Regulation of RhlE in response to low temperature. (A) C. crescentus strain MM84, containing a tagged FLAG-RhlE protein, was incubated at 30°C to mid-log phase and then transferred to 10°C for 1 h. After this time, the culture was returned to 30°C for 2 h. Aliquots were taken at the indicated times, and protein accumulation was evaluated sequentially by immunoblotting using an anti-FLAG antibody and the anti-Fur antiserum. The arrows indicate the RhlE protein and a nonspecific protein that reacts with the anti-Fur serum as a control. M, prestained molecular mass marker. (B) Minimal free energy prediction of secondary structure of the rhlE 5′ UTR. (C) Schematic representation of the transcriptional and translational fusions to lacZ: 1, transcriptional fusion in pRKlacZ290 containing the promoter region (P) and the 5′ UTR; 2, transcriptional fusion in pRKlacZ290 containing only the promoter region; 3, translational fusion in pJBZ281 containing the promoter region, the 5′ UTR, the ribosome binding site (RBS), and the first codon of RhlE fused to lacZ in frame. In black are the elements that came from the rhlE locus, and in red are the vector sequences. (D) Expression of transcriptional fusions of the rhlE promoter in the presence or absence of the 5′ UTR to the lacZ reporter gene. Cultures were grown at 30°C to mid-log phase and then incubated at 10°C for 6 h, and expression was determined by β-galactosidase activity assays at these times. Results shown are the means of results from two experiments, and the range is indicated by vertical bars. (E) C. crescentus NA1000 harboring a translational fusion of the rhlE promoter and 5′ UTR to the lacZ reporter gene was grown at 30°C up to mid-log phase. Culture samples continued to grow at 30°C (white squares) or were incubated at 10°C (black squares), and expression was determined by β-galactosidase activity assays at the times indicated.

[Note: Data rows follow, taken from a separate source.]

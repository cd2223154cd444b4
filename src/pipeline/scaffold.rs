//! Default scaffold files for scaffold-eligible generations.
//!
//! A fixed, finite table. Entries are only inserted for paths the
//! collaborator did not produce itself, so a generated manifest or entry
//! point always wins over the default.

use crate::tree::FileMap;

use super::collaborator::Classification;

const PACKAGE_JSON: &str = r#"{
  "name": "kiln-preview",
  "private": true,
  "version": "0.0.0",
  "scripts": { "dev": "vite" },
  "dependencies": { "react": "^18.2.0", "react-dom": "^18.2.0" },
  "devDependencies": { "vite": "^5.4.2", "@vitejs/plugin-react": "^4.0.0" }
}
"#;

const VITE_CONFIG: &str = r#"import { defineConfig } from 'vite';
import react from '@vitejs/plugin-react';

export default defineConfig({
  plugins: [react()],
  resolve: {
    extensions: ['.js', '.ts', '.tsx'],
  },
});
"#;

const INDEX_HTML: &str = r#"<!DOCTYPE html>
<html lang="en">
  <head>
    <meta charset="UTF-8" />
    <meta name="viewport" content="width=device-width, initial-scale=1.0" />
    <title>Generated App</title>
  </head>
  <body>
    <div id="root"></div>
    <script type="module" src="/src/main.tsx"></script>
  </body>
</html>
"#;

const MAIN_TSX: &str = r#"import { StrictMode } from 'react';
import { createRoot } from 'react-dom/client';
import App from './App';
import './index.css';

createRoot(document.getElementById('root')!).render(
  <StrictMode>
    <App />
  </StrictMode>
);
"#;

const APP_TSX: &str = r#"import React from 'react';

export default function App() {
  return <h1>Generated app</h1>;
}
"#;

const INDEX_CSS: &str = r#"body {
  margin: 0;
  font-family: -apple-system, BlinkMacSystemFont, 'Segoe UI', 'Roboto', sans-serif;
}
"#;

/// The scaffold table, in insertion order.
pub const SCAFFOLD_FILES: &[(&str, &str)] = &[
    ("package.json", PACKAGE_JSON),
    ("vite.config.ts", VITE_CONFIG),
    ("index.html", INDEX_HTML),
    ("src/main.tsx", MAIN_TSX),
    ("src/App.tsx", APP_TSX),
    ("src/index.css", INDEX_CSS),
];

/// Insert the scaffold defaults for any path the map does not already have.
///
/// No-op unless the classification is scaffold-eligible.
pub fn apply_scaffold(files: &mut FileMap, classification: Classification) {
    if !classification.scaffold_eligible() {
        return;
    }
    for (path, content) in SCAFFOLD_FILES {
        if !files.contains_key(*path) {
            tracing::debug!(path = *path, "inserting scaffold default");
            files.insert((*path).to_string(), (*content).to_string());
        }
    }
}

Results shown are the means of results from two experiments, and standard deviation is indicated by vertical bars.

FIG 5

Participation of RhlE in the C. crescentus RNA degradosome. Cultures of C. crescentus were grown at either 30°C (cold−) or 15°C (cold+) up to mid-log phase, and RNA degradosomes were isolated. The strains used were NA1000 (wt) and MM71 (ΔrhlB) containing FLAG-tagged RNase E (FLAG-RNE), MM84 (NA1000 containing FLAG-tagged RhlE), and NA1000 with no tagged proteins as a negative control. Asterisks indicate components of C. crescentus degradosome identified by mass spectrometry that copurified with FLAG-RhlE: RNase E, RhlB, and methionine adenosyltransferase, respectively, from top down.

FIG 6

Characterization of proteins associated with the C. crescentus RNA degradosome at low temperature. (A) Cultures of C. crescentus were grown at either 30°C or 15°C up to mid-log phase, and RNA degradosomes were isolated. The strains used were NA1000 containing FLAG-tagged RNase E (FLAG-RNE) and NA1000 with no tagged proteins (wt) as a negative control. The proteins indicated by arrowheads were identified by mass spectrometry. (B) Association of Rho with the C. crescentus RNA degradosome. Cultures of C. crescentus were grown at either 30°C (cold−) or 15°C (cold+) up to mid-log phase, and proteins from total cell extracts or isolated RNA degradosomes were separated by SDS-PAGE. The proteins were transferred to a PVDF membrane, and the Rho protein was identified by immunoblotting with an anti-Rho serum. The samples used were total extract of NA1000 (wt) and isolated RNA degradosomes from NA1000 (wt) or MM71 (ΔrhlB) containing FLAG-tagged RNase E (FLAG-RNE).